### Task statement
Under this task are some entries; return every one of them exactly.

#####

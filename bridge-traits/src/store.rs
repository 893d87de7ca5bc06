//! Object Store Abstraction
//!
//! The cluster object store is owned by the host platform. The core only ever
//! talks to it through [`ObjectStore`], which exposes raw, untyped objects:
//! typed views live in `core-api`.
//!
//! Semantics every implementation must honour:
//!
//! - `create` assigns `uid`, `generation = 1`, `resource_version` and
//!   `creation_timestamp`; it fails with `AlreadyExists` when the key is taken.
//! - `update` replaces metadata (labels, annotations, owner references) and
//!   `spec`, leaving `status` untouched. `generation` is bumped only when the
//!   spec actually changed. A stale `resource_version` fails with `Conflict`.
//! - `update_status` replaces `status` only, with the same optimistic
//!   concurrency check. Status writers therefore never race spec writers.
//! - `delete` removes the object; dependents whose owners are all gone are
//!   garbage collected by the platform, never by the core.

use async_trait::async_trait;
use chrono::{DateTime, Utc};
use serde::{Deserialize, Serialize};
use serde_json::Value;
use std::collections::BTreeMap;
use std::fmt;

use crate::error::Result;

/// Fully qualified identity of a stored object.
#[derive(Debug, Clone, PartialEq, Eq, PartialOrd, Ord, Hash, Serialize, Deserialize)]
pub struct ObjectKey {
    pub kind: String,
    pub namespace: String,
    pub name: String,
}

impl ObjectKey {
    pub fn new(
        kind: impl Into<String>,
        namespace: impl Into<String>,
        name: impl Into<String>,
    ) -> Self {
        Self {
            kind: kind.into(),
            namespace: namespace.into(),
            name: name.into(),
        }
    }
}

impl fmt::Display for ObjectKey {
    fn fmt(&self, f: &mut fmt::Formatter<'_>) -> fmt::Result {
        write!(f, "{} {}/{}", self.kind, self.namespace, self.name)
    }
}

/// Declared parent-child relationship used for garbage collection.
#[derive(Debug, Clone, PartialEq, Eq, Serialize, Deserialize)]
#[serde(rename_all = "camelCase")]
pub struct OwnerReference {
    pub kind: String,
    pub name: String,
    pub uid: String,
    /// At most one owner reference per object may be the controller.
    #[serde(default)]
    pub controller: bool,
    #[serde(default)]
    pub block_owner_deletion: bool,
}

/// Metadata common to every stored object.
#[derive(Debug, Clone, PartialEq, Eq, Default, Serialize, Deserialize)]
#[serde(rename_all = "camelCase")]
pub struct ObjectMeta {
    pub name: String,
    pub namespace: String,
    #[serde(default)]
    pub uid: String,
    #[serde(default)]
    pub generation: i64,
    #[serde(default)]
    pub resource_version: u64,
    #[serde(default, skip_serializing_if = "Option::is_none")]
    pub creation_timestamp: Option<DateTime<Utc>>,
    #[serde(default, skip_serializing_if = "BTreeMap::is_empty")]
    pub labels: BTreeMap<String, String>,
    #[serde(default, skip_serializing_if = "BTreeMap::is_empty")]
    pub annotations: BTreeMap<String, String>,
    #[serde(default, skip_serializing_if = "Vec::is_empty")]
    pub owner_references: Vec<OwnerReference>,
}

impl ObjectMeta {
    pub fn new(namespace: impl Into<String>, name: impl Into<String>) -> Self {
        Self {
            name: name.into(),
            namespace: namespace.into(),
            ..Default::default()
        }
    }

    /// The owner reference flagged as controller, if any.
    pub fn controller_ref(&self) -> Option<&OwnerReference> {
        self.owner_references.iter().find(|r| r.controller)
    }

    /// Whether the object is controlled by the owner with the given uid.
    pub fn is_controlled_by(&self, owner_uid: &str) -> bool {
        self.controller_ref()
            .map(|r| r.uid == owner_uid)
            .unwrap_or(false)
    }

    pub fn with_label(mut self, key: impl Into<String>, value: impl Into<String>) -> Self {
        self.labels.insert(key.into(), value.into());
        self
    }
}

/// Raw object as persisted by the platform.
#[derive(Debug, Clone, PartialEq, Serialize, Deserialize)]
pub struct StoredObject {
    pub kind: String,
    pub metadata: ObjectMeta,
    #[serde(default)]
    pub spec: Value,
    #[serde(default)]
    pub status: Value,
}

impl StoredObject {
    pub fn key(&self) -> ObjectKey {
        ObjectKey::new(
            self.kind.clone(),
            self.metadata.namespace.clone(),
            self.metadata.name.clone(),
        )
    }
}

/// Cluster object store trait
///
/// Implementations are provided by the host platform (an API server client in
/// production, `bridge-memory` in tests and local runs).
///
/// # Example
///
/// ```ignore
/// use bridge_traits::store::{ObjectKey, ObjectStore};
///
/// async fn exists(store: &dyn ObjectStore, key: &ObjectKey) -> Result<bool> {
///     Ok(store.get(key).await?.is_some())
/// }
/// ```
#[async_trait]
pub trait ObjectStore: Send + Sync {
    /// Fetch a single object, `None` when it does not exist.
    async fn get(&self, key: &ObjectKey) -> Result<Option<StoredObject>>;

    /// List objects of a kind, optionally restricted to one namespace.
    async fn list(&self, kind: &str, namespace: Option<&str>) -> Result<Vec<StoredObject>>;

    /// Create a new object and return it as persisted.
    async fn create(&self, object: StoredObject) -> Result<StoredObject>;

    /// Replace metadata and spec of an existing object.
    async fn update(&self, object: StoredObject) -> Result<StoredObject>;

    /// Replace the status of an existing object.
    async fn update_status(&self, object: StoredObject) -> Result<StoredObject>;

    /// Delete an object. Fails with `NotFound` when absent.
    async fn delete(&self, key: &ObjectKey) -> Result<()>;
}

#####

### Task response
filename bridge-traits/src/store.rs
repository 893d87de7ca5bc06
//! Object Store Abstraction
//!
//! The cluster object store is owned by the host platform. The core only ever
//! talks to it through [`ObjectStore`], which exposes raw, untyped objects:
//! typed views live in `core-api`.
//!
//! Semantics every implementation must honour:
//!
//! - `create` assigns `uid`, `generation = 1`, `resource_version` and
//!   `creation_timestamp`; it fails with `AlreadyExists` when the key is taken.
//! - `update` replaces metadata (labels, annotations, owner references) and
//!   `spec`, leaving `status` untouched. `generation` is bumped only when the
//!   spec actually changed. A stale `resource_version` fails with `Conflict`.
//! - `update_status` replaces `status` only, with the same optimistic
//!   concurrency check. Status writers therefore never race spec writers.
//! - `delete` removes the object; dependents whose owners are all gone are
//!   garbage collected by the platform, never by the core.

use async_trait::async_trait;
use chrono::{DateTime, Utc};
use serde::{Deserialize, Serialize};
use serde_json::Value;
use std::collections::BTreeMap;
use std::fmt;

use crate::error::Result;

/// Fully qualified identity of a stored object.
#[derive(Debug, Clone, PartialEq, Eq, PartialOrd, Ord, Hash, Serialize, Deserialize)]
pub struct ObjectKey {
    pub kind: String,
    pub namespace: String,
    pub name: String,
}

impl ObjectKey {
    pub fn new(
        kind: impl Into<String>,
        namespace: impl Into<String>,
        name: impl Into<String>,
    ) -> Self {
        Self {
            kind: kind.into(),
            namespace: namespace.into(),
            name: name.into(),
        }
    }
}

impl fmt::Display for ObjectKey {
    fn fmt(&self, f: &mut fmt::Formatter<'_>) -> fmt::Result {
        write!(f, "{} {}/{}", self.kind, self.namespace, self.name)
    }
}

/// Declared parent-child relationship used for garbage collection.
#[derive(Debug, Clone, PartialEq, Eq, Serialize, Deserialize)]
#[serde(rename_all = "camelCase")]
pub struct OwnerReference {
    pub kind: String,
    pub name: String,
    pub uid: String,
    /// At most one owner reference per object may be the controller.
    #[serde(default)]
    pub controller: bool,
    #[serde(default)]
    pub block_owner_deletion: bool,
}

/// Metadata common to every stored object.
#[derive(Debug, Clone, PartialEq, Eq, Default, Serialize, Deserialize)]
#[serde(rename_all = "camelCase")]
pub struct ObjectMeta {
    pub name: String,
    pub namespace: String,
    #[serde(default)]
    pub uid: String,
    #[serde(default)]
    pub generation: i64,
    #[serde(default)]
    pub resource_version: u64,
    #[serde(default, skip_serializing_if = "Option::is_none")]
    pub creation_timestamp: Option<DateTime<Utc>>,
    #[serde(default, skip_serializing_if = "BTreeMap::is_empty")]
    pub labels: BTreeMap<String, String>,
    #[serde(default, skip_serializing_if = "BTreeMap::is_empty")]
    pub annotations: BTreeMap<String, String>,
    #[serde(default, skip_serializing_if = "Vec::is_empty")]
    pub owner_references: Vec<OwnerReference>,
}

impl ObjectMeta {
    pub fn new(namespace: impl Into<String>, name: impl Into<String>) -> Self {
        Self {
            name: name.into(),
            namespace: namespace.into(),
            ..Default::default()
        }
    }

    /// The owner reference flagged as controller, if any.
    pub fn controller_ref(&self) -> Option<&OwnerReference> {
        self.owner_references.iter().find(|r| r.controller)
    }

    /// Whether the object is controlled by the owner with the given uid.
    pub fn is_controlled_by(&self, owner_uid: &str) -> bool {
        self.controller_ref()
            .map(|r| r.uid == owner_uid)
            .unwrap_or(false)
    }

    pub fn with_label(mut self, key: impl Into<String>, value: impl Into<String>) -> Self {
        self.labels.insert(key.into(), value.into());
        self
    }
}

/// Raw object as persisted by the platform.
#[derive(Debug, Clone, PartialEq, Serialize, Deserialize)]
pub struct StoredObject {
    pub kind: String,
    pub metadata: ObjectMeta,
    #[serde(default)]
    pub spec: Value,
    #[serde(default)]
    pub status: Value,
}

impl StoredObject {
    pub fn key(&self) -> ObjectKey {
        ObjectKey::new(
            self.kind.clone(),
            self.metadata.namespace.clone(),
            self.metadata.name.clone(),
        )
    }
}

/// Cluster object store trait
///
/// Implementations are provided by the host platform (an API server client in
/// production, `bridge-memory` in tests and local runs).
///
/// # Example
///
/// ```ignore
/// use bridge_traits::store::{ObjectKey, ObjectStore};
///
/// async fn exists(store: &dyn ObjectStore, key: &ObjectKey) -> Result<bool> {
///     Ok(store.get(key).await?.is_some())
/// }
/// ```
#[async_trait]
pub trait ObjectStore: Send + Sync {
    /// Fetch a single object, `None` when it does not exist.
    async fn get(&self, key: &ObjectKey) -> Result<Option<StoredObject>>;

    /// List objects of a kind, optionally restricted to one namespace.
    async fn list(&self, kind: &str, namespace: Option<&str>) -> Result<Vec<StoredObject>>;

    /// Create a new object and return it as persisted.
    async fn create(&self, object: StoredObject) -> Result<StoredObject>;

    /// Replace metadata and spec of an existing object.
    async fn update(&self, object: StoredObject) -> Result<StoredObject>;

    /// Replace the status of an existing object.
    async fn update_status(&self, object: StoredObject) -> Result<StoredObject>;

    /// Delete an object. Fails with `NotFound` when absent.
    async fn delete(&self, key: &ObjectKey) -> Result<()>;
}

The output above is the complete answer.